Balancing the budget over the next month will be a daunting task for Gov. Gregoire and legislators. Some may paint this as a crisis, but there are solutions to this unprecedented fiscal challenge.

First, we should consider how we got here. When times were good, lawmakers spent money on all sorts of new programs and initiatives. Spending increases in the 2005-2007 and 2007-2009 biennia totaled $8.5 billion.

We also have to consider which budget we are talking about when we’re throwing around numbers. As Sen. Joe Zarelli (R-Ridgefield) points out, the $9 billion deficit figure is not real — not yet, anyway. In reality, the deficit for the current budget, ending June 30 is $1.5 billion.

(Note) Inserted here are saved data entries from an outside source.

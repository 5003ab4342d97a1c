//! # Totals Calculator
//!
//! Turns priced cart lines and a whole-sale discount into the figures stored
//! on a sale and its items.
//!
//! ## Computation
//! ```text
//! ┌─────────────────────────────────────────────────────────────────────────┐
//! │                          Sale Totals                                    │
//! │                                                                         │
//! │  line_total   = quantity × unit_price                (exact cents)      │
//! │  subtotal     = Σ line_total                         (exact cents)      │
//! │                                                                         │
//! │  tax_exact    = Σ line_total × tax_bps               (1/10000 cent)     │
//! │  disc_exact   = subtotal × discount_bps              (1/10000 cent)     │
//! │                                                                         │
//! │  tax          = round_half_even(tax_exact  / 10000)  ◄── only rounding  │
//! │  discount     = round_half_even(disc_exact / 10000)  ◄── only rounding  │
//! │                                                                         │
//! │  total        = subtotal + tax − discount                               │
//! │                                                                         │
//! │  Tax is computed on the pre-discount subtotal. The discount never       │
//! │  reduces tax.                                                           │
//! └─────────────────────────────────────────────────────────────────────────┘
//! ```
//!
//! Per-line tax and discount shares are the rounded header figures split by
//! largest remainder, so line shares always add up to the header exactly.

use serde::{Deserialize, Serialize};

use crate::error::ValidationError;
use crate::money::{round_half_even, Money};
use crate::types::{DiscountRate, TaxRate};
use crate::validation::{validate_price_cents, validate_quantity, validate_tax_rate_bps, ValidationResult};
use crate::{BPS_SCALE, MAX_CART_LINES};

// =============================================================================
// Input / Output
// =============================================================================

/// A cart line with its catalog price and tax rate attached.
#[derive(Debug, Clone, Copy, PartialEq, Eq)]
pub struct PricedLine {
    pub product_id: i64,
    pub quantity: i64,
    pub unit_price_cents: i64,
    pub tax_rate: TaxRate,
}

/// Computed figures for one line.
#[derive(Debug, Clone, PartialEq, Eq, Serialize, Deserialize)]
pub struct LineTotals {
    pub product_id: i64,
    pub quantity: i64,
    pub unit_price_cents: i64,
    pub tax_rate_bps: u32,
    pub line_total_cents: i64,
    pub tax_cents: i64,
    pub discount_cents: i64,
}

/// Computed figures for a whole sale.
#[derive(Debug, Clone, PartialEq, Eq, Serialize, Deserialize)]
pub struct SaleTotals {
    pub subtotal_cents: i64,
    pub tax_cents: i64,
    pub discount_cents: i64,
    pub total_cents: i64,
    /// Same order as the input lines.
    pub lines: Vec<LineTotals>,
}

impl SaleTotals {
    #[inline]
    pub fn total(&self) -> Money {
        Money::from_cents(self.total_cents)
    }
}

// =============================================================================
// Calculator
// =============================================================================

/// Computes sale totals.
///
/// ## Errors
/// `ValidationError` for an empty or oversized cart, a non-positive quantity,
/// a negative price, an out-of-range tax rate, or amounts too large to
/// represent.
///
/// ## Example
/// ```rust
/// use tally_core::totals::{calculate_totals, PricedLine};
/// use tally_core::types::{DiscountRate, TaxRate};
///
/// let lines = [
///     PricedLine { product_id: 1, quantity: 1, unit_price_cents: 105, tax_rate: TaxRate::from_bps(1000) },
///     PricedLine { product_id: 2, quantity: 1, unit_price_cents: 105, tax_rate: TaxRate::from_bps(1000) },
/// ];
/// // Per line the tax is 10.5 cents. Rounding once gives 21, not 10 + 10 or 11 + 11.
/// let totals = calculate_totals(&lines, DiscountRate::none()).unwrap();
/// assert_eq!(totals.tax_cents, 21);
/// assert_eq!(totals.lines[0].tax_cents + totals.lines[1].tax_cents, 21);
/// ```
pub fn calculate_totals(lines: &[PricedLine], discount: DiscountRate) -> ValidationResult<SaleTotals> {
    if lines.is_empty() {
        return Err(ValidationError::Empty {
            field: "lines".to_string(),
        });
    }
    if lines.len() > MAX_CART_LINES {
        return Err(ValidationError::out_of_range("lines", 1, MAX_CART_LINES as i64));
    }

    let mut subtotal = Money::zero();
    let mut line_totals = Vec::with_capacity(lines.len());
    let mut tax_weights = Vec::with_capacity(lines.len());

    for line in lines {
        validate_quantity(line.quantity)?;
        validate_price_cents(line.unit_price_cents)?;
        validate_tax_rate_bps(line.tax_rate.bps())?;

        let line_total = Money::from_cents(line.unit_price_cents)
            .checked_mul_quantity(line.quantity)
            .ok_or_else(|| ValidationError::overflow("line total"))?;
        subtotal = subtotal
            .checked_add(line_total)
            .ok_or_else(|| ValidationError::overflow("subtotal"))?;

        tax_weights.push(line_total.scaled_by_bps(line.tax_rate.bps()));
        line_totals.push(line_total);
    }

    let scale = BPS_SCALE as i128;
    let tax_exact: i128 = tax_weights.iter().sum();
    let tax_cents = narrow(round_half_even(tax_exact, scale), "tax")?;

    let discount_weights: Vec<i128> = line_totals
        .iter()
        .map(|total| total.scaled_by_bps(discount.bps()))
        .collect();
    let discount_exact = subtotal.scaled_by_bps(discount.bps());
    let discount_cents = narrow(round_half_even(discount_exact, scale), "discount")?;

    let total_cents = subtotal
        .cents()
        .checked_add(tax_cents)
        .and_then(|t| t.checked_sub(discount_cents))
        .ok_or_else(|| ValidationError::overflow("total"))?;

    let tax_shares = allocate(tax_cents, &tax_weights, scale);
    let discount_shares = allocate(discount_cents, &discount_weights, scale);

    let lines = lines
        .iter()
        .zip(line_totals)
        .zip(tax_shares.into_iter().zip(discount_shares))
        .map(|((line, line_total), (tax, discount))| LineTotals {
            product_id: line.product_id,
            quantity: line.quantity,
            unit_price_cents: line.unit_price_cents,
            tax_rate_bps: line.tax_rate.bps(),
            line_total_cents: line_total.cents(),
            tax_cents: tax,
            discount_cents: discount,
        })
        .collect();

    Ok(SaleTotals {
        subtotal_cents: subtotal.cents(),
        tax_cents,
        discount_cents,
        total_cents,
        lines,
    })
}

/// Splits `amount` across lines in proportion to `weights / scale`.
///
/// Each line first gets the floor of its exact share. The cents left over go
/// one at a time to the lines with the largest fractional remainder, earlier
/// lines winning ties.
fn allocate(amount: i64, weights: &[i128], scale: i128) -> Vec<i64> {
    let mut shares: Vec<i64> = weights
        .iter()
        .map(|w| w.div_euclid(scale) as i64)
        .collect();

    let allocated: i64 = shares.iter().sum();
    let mut leftover = amount - allocated;

    let mut order: Vec<usize> = (0..weights.len()).collect();
    order.sort_by(|&a, &b| {
        let ra = weights[a].rem_euclid(scale);
        let rb = weights[b].rem_euclid(scale);
        rb.cmp(&ra).then(a.cmp(&b))
    });

    for idx in order.into_iter().cycle() {
        if leftover <= 0 {
            break;
        }
        shares[idx] += 1;
        leftover -= 1;
    }

    shares
}

fn narrow(value: i128, field: &str) -> ValidationResult<i64> {
    i64::try_from(value).map_err(|_| ValidationError::overflow(field))
}

// =============================================================================
// Unit Tests
// =============================================================================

The $9 billion deficit figure presumes that we don’t balance our current $1.5 billion deficit, that the unbalanced spending continues into next biennium, that we maintain growth in entitlement and discretionary programs, and all the new policies and compensation increases are funded. We’ve taken everything on the books at face value and moved it forward into the new biennium.

The $9 billion figure also ignores $3 billion in federal stimulus funds the state will receive.

Zarelli, the Senate Republican leader on the state Economic and Revenue Forecast Council, says that even accounting for growth in the entitlement caseload and setting aside a responsible reserve, the real budget gap for the next biennium is $4.1 billion.

Don’t get me wrong: $4.1 billion is still a lot of money. But it is not an insurmountable challenge.

Some lawmakers believe the only solution is to raise taxes, but Sen. Zarelli has a plan to close the revenue gap without raising taxes. It is a good start and is based on the premise that raising taxes in a down economy only exacerbates our economic woes and results in additional layoffs. Gov. Gregoire has promised not to raise taxes and using Zarelli’s model as a launching point, lawmakers can leave Olympia with a no tax, balanced budget.

It is important to understand that while our economy will produce slightly more tax revenue in the next two years, we will still be behind the curve unless we make significant system-wide cuts. That means state government will have to change the way it provides services. Some restructuring work is already underway: The Department of Licensing, for example, is finding ways to renew drivers’ licenses online and is closing underutilized centers.

That is a start, but it needs to go deeper. Lawmakers should focus on funding essential services and look at the total compensation of people employed by the state, including days off, salary adjustments, benefits—even job sharing.

Rep. Kessler and Speaker Frank Chopp (D-Seattle) have the right approach. Despite our dire circumstances, lawmakers have proposed a bin full of costly new programs.

Kessler and Chopp are saying, if you can’t find a way to fund it, drop it. It is good advice, and it is important to remember that any new fee or costly regulation ultimately is paid by struggling employers and families.

Now is not the time to burden taxpayers with another layer of costly government programs. And, this is not a problem outside our reach. We should be prioritizing within the state budget based on the income available, just as Main Street does with its books every day.